HNF1B-associated disease is caused by a mistake (mutation) in the HNF1B _gene, which is responsible for making a protein that is involved in the early development of many different organs within the body. Mutations in the _HNF1B gene can cause abnormal development of the kidneys, pancreas, parathyroid gland and liver.

Last updated on 05-01-20

How is Hepatocyte nuclear factor 1 Beta (HNF1B)-associated disease diagnosed?

The diagnosis of HNF1B-associated disease is made based on the symptoms and genetic testing. A family history of kidney disease, diabetes or gout at an early age may be helpful, but many people with HNF1B-associated disease are the first person in their family to have the diagnosis. Laboratory testing may include blood tests to monitor kidney function, check for diabetes, and measure magnesium and calcium.

Last updated on 05-01-20

How is hepatocyte nuclear factor 1 Beta-associated disease inherited?

HNF1B-associated disease can be inherited in an autosomal dominant pattern. All individuals inherit two copies of each gene. In autosomal dominant conditions, having a mutation in just one copy of the associated [ HNF1B ] gene causes the person to have the disease. Many people who have HNF1B-associated disease are born with this condition due to a new genetic mutation (de novo) and do not have a history of this condition in their family. There is nothing either parent can do, before or during pregnancy, to cause a child to have this.

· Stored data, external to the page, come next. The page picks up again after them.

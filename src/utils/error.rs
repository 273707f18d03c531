use thiserror::Error;

#[derive(Error, Debug)]
pub enum ScoutError {
    #[error("Search request failed: {0}")]
    HttpError(#[from] reqwest::Error),

    #[error("CSV processing error: {0}")]
    CsvError(#[from] csv::Error),

    #[error("IO error: {0}")]
    IoError(#[from] std::io::Error),

    #[error("Invalid value for {field}: '{value}' ({reason})")]
    InvalidConfigValueError {
        field: String,
        value: String,
        reason: String,
    },

    #[error("Data processing error: {message}")]
    ProcessingError { message: String },
}

#[derive(Debug, Clone, Copy, PartialEq, Eq)]
pub enum ErrorCategory {
    Network,
    Data,
    Config,
    Io,
}

#[derive(Debug, Clone, Copy, PartialEq, Eq)]
pub enum ErrorSeverity {
    Low,
    Medium,
    High,
    Critical,
}

impl ScoutError {
    pub fn category(&self) -> ErrorCategory {
        match self {
            ScoutError::HttpError(_) => ErrorCategory::Network,
            ScoutError::CsvError(_) | ScoutError::ProcessingError { .. } => ErrorCategory::Data,
            ScoutError::InvalidConfigValueError { .. } => ErrorCategory::Config,
            ScoutError::IoError(_) => ErrorCategory::Io,
        }
    }

    pub fn severity(&self) -> ErrorSeverity {
        match self {
            ScoutError::HttpError(_) => ErrorSeverity::Medium,
            ScoutError::CsvError(_) | ScoutError::ProcessingError { .. } => ErrorSeverity::High,
            ScoutError::InvalidConfigValueError { .. } => ErrorSeverity::High,
            ScoutError::IoError(_) => ErrorSeverity::Critical,
        }
    }

    pub fn recovery_suggestion(&self) -> String {
        match self {
            ScoutError::HttpError(_) => {
                "Check network connectivity and the --search-endpoint URL, then rerun".to_string()
            }
            ScoutError::CsvError(_) => {
                "Check the input file for malformed rows or a missing header".to_string()
            }
            ScoutError::IoError(_) => {
                "Check that the output path exists and is writable".to_string()
            }
            ScoutError::InvalidConfigValueError { field, .. } => {
                format!("Correct the value passed via --{}", field.replace('_', "-"))
            }
            ScoutError::ProcessingError { .. } => {
                "Check that the input file contains at least one phone name".to_string()
            }
        }
    }

    pub fn user_friendly_message(&self) -> String {
        match self {
            ScoutError::HttpError(_) => "Could not reach the search endpoint".to_string(),
            ScoutError::CsvError(_) => "Could not process CSV data".to_string(),
            ScoutError::IoError(_) => "Could not read or write a file".to_string(),
            ScoutError::InvalidConfigValueError { field, reason, .. } => {
                format!("Configuration value '{}' is invalid: {}", field, reason)
            }
            ScoutError::ProcessingError { message } => message.clone(),
        }
    }
}

pub type Result<T> = std::result::Result<T, ScoutError>;

#[cfg(test)]
mod tests {
    use super::*;

    #[test]
    fn test_severity_and_category_mapping() {
        let err = ScoutError::ProcessingError {
            message: "no phone names to look up".to_string(),
        };
        assert_eq!(err.category(), ErrorCategory::Data);
        assert_eq!(err.severity(), ErrorSeverity::High);

        let err = ScoutError::IoError(std::io::Error::new(
            std::io::ErrorKind::PermissionDenied,
            "denied",
        ));
        assert_eq!(err.category(), ErrorCategory::Io);
        assert_eq!(err.severity(), ErrorSeverity::Critical);
    }

    #[test]
    fn test_config_error_suggestion_names_the_flag() {
        let err = ScoutError::InvalidConfigValueError {
            field: "request_timeout_secs".to_string(),
            value: "0".to_string(),
            reason: "Value must be between 1 and 300".to_string(),
        };
        assert!(err.recovery_suggestion().contains("--request-timeout-secs"));
    }
}
use tracing_subscriber::{layer::SubscriberExt, util::SubscriberInitExt, EnvFilter};

pub fn init_cli_logger(verbose: bool) {
    let filter = if verbose {
        EnvFilter::try_from_default_env()
            .unwrap_or_else(|_| EnvFilter::new("price_scout=debug,info"))
    } else {
        EnvFilter::try_from_default_env().unwrap_or_else(|_| EnvFilter::new("price_scout=info"))
    };

    tracing_subscriber::registry()
        .with(filter)
        .with(
            tracing_subscriber::fmt::layer()
                .with_target(false)
                .with_thread_ids(false)
                .with_file(false)
                .with_line_number(false)
                .compact(),
        )
        .init();
}
use clap::Parser;
use price_scout::utils::{logger, validation::Validate};
use price_scout::{CliConfig, LocalStorage, PricePipeline, ScoutEngine};

#[tokio::main]
async fn main() -> Result<(), Box<dyn std::error::Error>> {
    let config = CliConfig::parse();

    logger::init_cli_logger(config.verbose);

    tracing::info!("Starting price-scout");
    if config.verbose {
        tracing::debug!("CLI config: {:?}", config);
    }

    if let Err(e) = config.validate() {
        tracing::error!("❌ Configuration validation failed: {}", e);
        tracing::error!("💡 Suggestion: {}", e.recovery_suggestion());
        eprintln!("❌ {}", e.user_friendly_message());
        std::process::exit(1);
    }

    let monitor_enabled = config.monitor;
    if monitor_enabled {
        tracing::info!("🔍 Resource monitoring enabled");
    }

    let storage = LocalStorage::new(config.output_path.clone());
    let pipeline = PricePipeline::new(storage, config)?;

    let engine = ScoutEngine::new_with_monitoring(pipeline, monitor_enabled);

    match engine.run().await {
        Ok(output_path) => {
            tracing::info!("✅ Price lookup completed successfully!");
            tracing::info!("📁 Output saved to: {}", output_path);
            println!("✅ Price lookup completed successfully!");
            println!("📁 Output saved to: {}", output_path);
        }
        Err(e) => {
            tracing::error!(
                "❌ Price lookup failed: {} (Category: {:?}, Severity: {:?})",
                e,
                e.category(),
                e.severity()
            );
            tracing::error!("💡 Recovery suggestion: {}", e.recovery_suggestion());

            eprintln!("❌ {}", e.user_friendly_message());
            eprintln!("💡 {}", e.recovery_suggestion());

            let exit_code = match e.severity() {
                price_scout::utils::error::ErrorSeverity::Low => 0,
                price_scout::utils::error::ErrorSeverity::Medium => 2,
                price_scout::utils::error::ErrorSeverity::High => 1,
                price_scout::utils::error::ErrorSeverity::Critical => 3,
            };

            if exit_code > 0 {
                std::process::exit(exit_code);
            }
        }
    }

    Ok(())
}
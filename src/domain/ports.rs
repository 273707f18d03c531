use crate::domain::model::{PageCapture, ResultSet};
use crate::utils::error::Result;
use async_trait::async_trait;

pub trait Storage: Send + Sync {
    fn read_file(&self, path: &str) -> impl std::future::Future<Output = Result<Vec<u8>>> + Send;
    fn write_file(
        &self,
        path: &str,
        data: &[u8],
    ) -> impl std::future::Future<Output = Result<()>> + Send;
}

pub trait ConfigProvider: Send + Sync {
    fn search_endpoint(&self) -> &str;
    fn language(&self) -> &str;
    fn country(&self) -> &str;
    fn input_file(&self) -> Option<&str>;
    fn output_path(&self) -> &str;
    fn output_file(&self) -> &str;
    fn request_timeout_secs(&self) -> u64;
    fn trim_outliers(&self) -> bool;
}

#[async_trait]
pub trait Pipeline: Send + Sync {
    async fn extract(&self) -> Result<Vec<PageCapture>>;
    async fn transform(&self, pages: Vec<PageCapture>) -> Result<ResultSet>;
    async fn load(&self, results: ResultSet) -> Result<String>;
}
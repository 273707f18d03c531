pub mod engine;
pub mod extractor;
pub mod pipeline;
pub mod queries;

pub use crate::domain::model::{PageCapture, PhoneQuery, PriceRange, ResultSet};
pub use crate::domain::ports::{ConfigProvider, Pipeline, Storage};
pub use crate::utils::error::Result;
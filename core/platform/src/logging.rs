use std::env;
use tracing_subscriber::util::SubscriberInitExt;
use tracing_subscriber::{fmt, layer::SubscriberExt, EnvFilter, Layer};

/// Field name carrying the turn identifier on every span.
pub const TURN_ID_FIELD: &str = "turn_id";

/// Initialize structured logging for a worker process.
///
/// Production and staging environments emit JSON lines so the log pipeline
/// can index by turn id; development gets a readable text formatter.
/// Message text must already be redacted before it reaches a log call —
/// nothing here inspects payloads.
pub fn init_logging(service_name: &str) {
    let env_filter = EnvFilter::try_from_default_env().unwrap_or_else(|_| EnvFilter::new("info"));

    let environment = env::var("APP_ENV").unwrap_or_else(|_| "dev".to_string());

    if environment == "prod" || environment == "staging" {
        let json_layer = fmt::layer()
            .json()
            .with_timer(fmt::time::UtcTime::rfc_3339())
            .with_target(true)
            .with_current_span(true)
            .with_span_list(true)
            .with_filter(env_filter);

        tracing_subscriber::registry().with(json_layer).init();
    } else {
        fmt()
            .with_env_filter(env_filter)
            .with_target(true)
            .with_thread_ids(false)
            .with_thread_names(false)
            .finish()
            .init();
    }

    tracing::info!(
        service = %service_name,
        environment = %environment,
        "logging initialized"
    );
}
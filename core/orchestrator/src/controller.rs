//! The turn controller: admission, redaction, the LLM tool-calling loop and
//! the post-loop safety invariants.
//!
//! The model plans; it does not decide safety. Tier-1 crisis matches bypass
//! the loop entirely, a raised handoff always ends in a case, and the reply
//! is re-redacted before it leaves the core. Inside the loop nothing raises:
//! every failure becomes a structured result the model can react to.

use crate::errors::CoreError;
use crate::llm_client::to_wire_tool_calls;
use crate::tools::{self, ToolName};
use crate::Orchestrator;
use platform::{record_counter, record_histogram};
use safety_triage_agent::{rules, TriageInput};
use serde_json::{json, Value};
use service_desk_agent::{severity_for_risk, EscalationInput};
use shared_types::*;
use std::time::{Duration, Instant};
use support_coach_agent::{catalogue, CoachInput, CoachOutcome, Language};
use tokio::time::timeout;
use uuid::Uuid;

const TURN_ENDPOINT: &str = "submit_turn";

/// Held in a constant so the turn can always answer, even with every
/// dependency down.
pub const FALLBACK_REPLY: &str = "Maaf, aku lagi kesulitan merespons dengan baik. Aku tetap di sini untukmu — coba kirim lagi sebentar lagi, atau hubungi layanan konseling kampus bila kamu butuh bicara sekarang. / Sorry, I'm having trouble responding right now. I'm still here for you — please try again shortly, or reach your campus counselling service if you need to talk to someone now.";

/// Mutable state threaded through one turn.
struct TurnContext {
    turn_id: TurnId,
    session_id: SessionId,
    user_id: UserId,
    role: Role,
    language: Language,
    redacted_text: String,
    history: Vec<HistoryTurn>,
    rolling_summary: String,
    risk: Option<RiskAssessment>,
    plan: Option<InterventionPlan>,
    case: Option<Case>,
    coach_abort_reason: Option<String>,
    tools_invoked: Vec<String>,
    agents_invoked: Vec<String>,
    full_assessment: bool,
    cache_hit: bool,
    cache_miss: bool,
    degraded: bool,
}

impl TurnContext {
    fn note_agent(&mut self, name: &str) {
        if !self.agents_invoked.iter().any(|a| a == name) {
            self.agents_invoked.push(name.to_string());
        }
    }
}
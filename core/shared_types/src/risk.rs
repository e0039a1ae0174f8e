use crate::{SessionId, TurnId};
use chrono::{DateTime, Utc};
use serde::de::{self, Deserializer};
use serde::{Deserialize, Serialize, Serializer};
use std::fmt;
use uuid::Uuid;

/// Reasoning notes attached to an assessment are capped at 1 KiB.
pub const MAX_REASONING_NOTES_BYTES: usize = 1024;

/// Risk tier emitted by the safety triage pipeline. Ordering is meaningful:
/// conservative fusion takes the maximum across tiers.
#[derive(
    Serialize, Deserialize, Debug, Clone, Copy, PartialEq, Eq, PartialOrd, Ord, Hash,
)]
#[serde(rename_all = "snake_case")]
pub enum RiskLevel {
    Low,
    Moderate,
    High,
    Critical,
}

impl RiskLevel {
    pub fn as_u8(self) -> u8 {
        match self {
            RiskLevel::Low => 0,
            RiskLevel::Moderate => 1,
            RiskLevel::High => 2,
            RiskLevel::Critical => 3,
        }
    }

    pub fn from_u8(v: u8) -> Option<Self> {
        match v {
            0 => Some(RiskLevel::Low),
            1 => Some(RiskLevel::Moderate),
            2 => Some(RiskLevel::High),
            3 => Some(RiskLevel::Critical),
            _ => None,
        }
    }

    /// Risk at or above `high` requires a human handoff.
    pub fn requires_handoff(self) -> bool {
        self >= RiskLevel::High
    }

    /// Only low/moderate assessments may be written to the tool-result cache.
    pub fn is_cacheable(self) -> bool {
        self <= RiskLevel::Moderate
    }

    pub fn as_str(self) -> &'static str {
        match self {
            RiskLevel::Low => "low",
            RiskLevel::Moderate => "moderate",
            RiskLevel::High => "high",
            RiskLevel::Critical => "critical",
        }
    }
}

impl fmt::Display for RiskLevel {
    fn fmt(&self, f: &mut fmt::Formatter<'_>) -> fmt::Result {
        f.write_str(self.as_str())
    }
}

/// Bounded-but-extensible intent vocabulary. Unknown values survive a round
/// trip as `Other` so callers can log them instead of failing the turn.
#[derive(Debug, Clone, PartialEq, Eq, Hash)]
pub enum Intent {
    CrisisSupport,
    AcuteDistress,
    AcademicStress,
    GeneralDistress,
    GeneralSupport,
    PracticalRequest,
    Other(String),
}

impl Intent {
    pub fn as_str(&self) -> &str {
        match self {
            Intent::CrisisSupport => "crisis_support",
            Intent::AcuteDistress => "acute_distress",
            Intent::AcademicStress => "academic_stress",
            Intent::GeneralDistress => "general_distress",
            Intent::GeneralSupport => "general_support",
            Intent::PracticalRequest => "practical_request",
            Intent::Other(s) => s.as_str(),
        }
    }

    pub fn parse(s: &str) -> Self {
        match s {
            "crisis_support" => Intent::CrisisSupport,
            "acute_distress" => Intent::AcuteDistress,
            "academic_stress" => Intent::AcademicStress,
            "general_distress" => Intent::GeneralDistress,
            "general_support" => Intent::GeneralSupport,
            "practical_request" => Intent::PracticalRequest,
            other => Intent::Other(other.to_string()),
        }
    }

    /// True when the caller sent a value outside the known vocabulary.
    pub fn is_known(&self) -> bool {
        !matches!(self, Intent::Other(_))
    }

    /// Values advertised to the LLM in structured prompts.
    pub const KNOWN_VALUES: [&'static str; 6] = [
        "crisis_support",
        "acute_distress",
        "academic_stress",
        "general_distress",
        "general_support",
        "practical_request",
    ];
}

impl fmt::Display for Intent {
    fn fmt(&self, f: &mut fmt::Formatter<'_>) -> fmt::Result {
        f.write_str(self.as_str())
    }
}

impl Serialize for Intent {
    fn serialize<S: Serializer>(&self, serializer: S) -> Result<S::Ok, S::Error> {
        serializer.serialize_str(self.as_str())
    }
}

impl<'de> Deserialize<'de> for Intent {
    fn deserialize<D: Deserializer<'de>>(deserializer: D) -> Result<Self, D::Error> {
        struct IntentVisitor;

        impl<'de> de::Visitor<'de> for IntentVisitor {
            type Value = Intent;

            fn expecting(&self, f: &mut fmt::Formatter) -> fmt::Result {
                f.write_str("an intent string")
            }

            fn visit_str<E: de::Error>(self, v: &str) -> Result<Intent, E> {
                Ok(Intent::parse(v))
            }
        }

        deserializer.deserialize_str(IntentVisitor)
    }
}

/// Which tier produced the final assessment.
#[derive(Serialize, Deserialize, Debug, Clone, Copy, PartialEq, Eq)]
#[serde(rename_all = "snake_case")]
pub enum AssessmentSource {
    Rules,
    Llm,
    Cache,
    Fallback,
}

/// Output of the safety triage pipeline for one turn.
#[derive(Serialize, Deserialize, Debug, Clone)]
pub struct RiskAssessment {
    pub assessment_id: Uuid,
    pub session_id: SessionId,
    pub turn_id: TurnId,
    pub risk_level: RiskLevel,
    pub intent: Intent,
    pub handoff: bool,
    pub source: AssessmentSource,
    /// Redacted free text, truncated to `MAX_REASONING_NOTES_BYTES`.
    pub reasoning_notes: String,
    pub created_at: DateTime<Utc>,
}

impl RiskAssessment {
    pub fn new(
        session_id: SessionId,
        turn_id: TurnId,
        risk_level: RiskLevel,
        intent: Intent,
        source: AssessmentSource,
        reasoning_notes: impl Into<String>,
    ) -> Self {
        let mut notes = reasoning_notes.into();
        truncate_utf8(&mut notes, MAX_REASONING_NOTES_BYTES);
        Self {
            assessment_id: Uuid::new_v4(),
            session_id,
            turn_id,
            risk_level,
            intent,
            handoff: risk_level.requires_handoff(),
            source,
            reasoning_notes: notes,
            created_at: Utc::now(),
        }
    }

    /// Conservative fusion with another tier's result: level is the max, the
    /// handoff flag sticks if any tier raised it.
    pub fn fuse(mut self, other: &RiskAssessment) -> Self {
        if other.risk_level > self.risk_level {
            self.risk_level = other.risk_level;
            self.intent = other.intent.clone();
        }
        self.handoff = self.handoff || other.handoff || self.risk_level.requires_handoff();
        self
    }
}

/// Confidence thresholds for mapping tier-2 model output onto a risk level.
/// Values are configurable but the ordering between them must be preserved.
#[derive(Serialize, Deserialize, Debug, Clone, Copy)]
pub struct TriageThresholds {
    pub critical_upper: f64,
    pub critical_lower: f64,
    pub high_upper: f64,
    pub high_lower: f64,
    pub moderate: f64,
}

impl Default for TriageThresholds {
    fn default() -> Self {
        Self {
            critical_upper: 0.65,
            critical_lower: 0.50,
            high_upper: 0.70,
            high_lower: 0.55,
            moderate: 0.65,
        }
    }
}

impl TriageThresholds {
    /// Sanity check used at startup: thresholds must keep their ordering or
    /// the mapping loses monotonicity.
    pub fn is_ordered(&self) -> bool {
        self.critical_lower < self.critical_upper
            && self.high_lower < self.high_upper
            && (0.0..=1.0).contains(&self.critical_upper)
            && (0.0..=1.0).contains(&self.high_upper)
            && (0.0..=1.0).contains(&self.moderate)
    }
}

fn truncate_utf8(s: &mut String, max_bytes: usize) {
    if s.len() <= max_bytes {
        return;
    }
    let mut cut = max_bytes;
    while cut > 0 && !s.is_char_boundary(cut) {
        cut -= 1;
    }
    s.truncate(cut);
}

Each child of an individual with an autosomal dominant condition has a 50% or 1 in 2 chance of inheriting the HNF1B mutation and HNF1B-associated disease. Children who inherit the HNF1B mutation will have HNF1B-associated disease, although they could be more or less severely affected than their parent.

Last updated on 05-01-20

What is the long-term outlook for people with hepatocyte nuclear factor 1 Beta (HNF1B)-associated disease?

The long-term outlook for people with HNF1B-associated disease varies based on the severity of the symptoms. Early diagnosis may be helpful for children with this condition.

Last updated on 05-01-20

How many people have hepatocyte nuclear factor 1 Beta (HNF1B)-associated disease?

The exact prevalence of HNF1B-associated disease is difficult to estimate. Renal cysts and diabetes may occur is about 1-9/1,000,000 people.

Last updated on 05-01-20

How might hepatocyte nuclear factor 1 Beta (HNF1B)-associated disease be treated?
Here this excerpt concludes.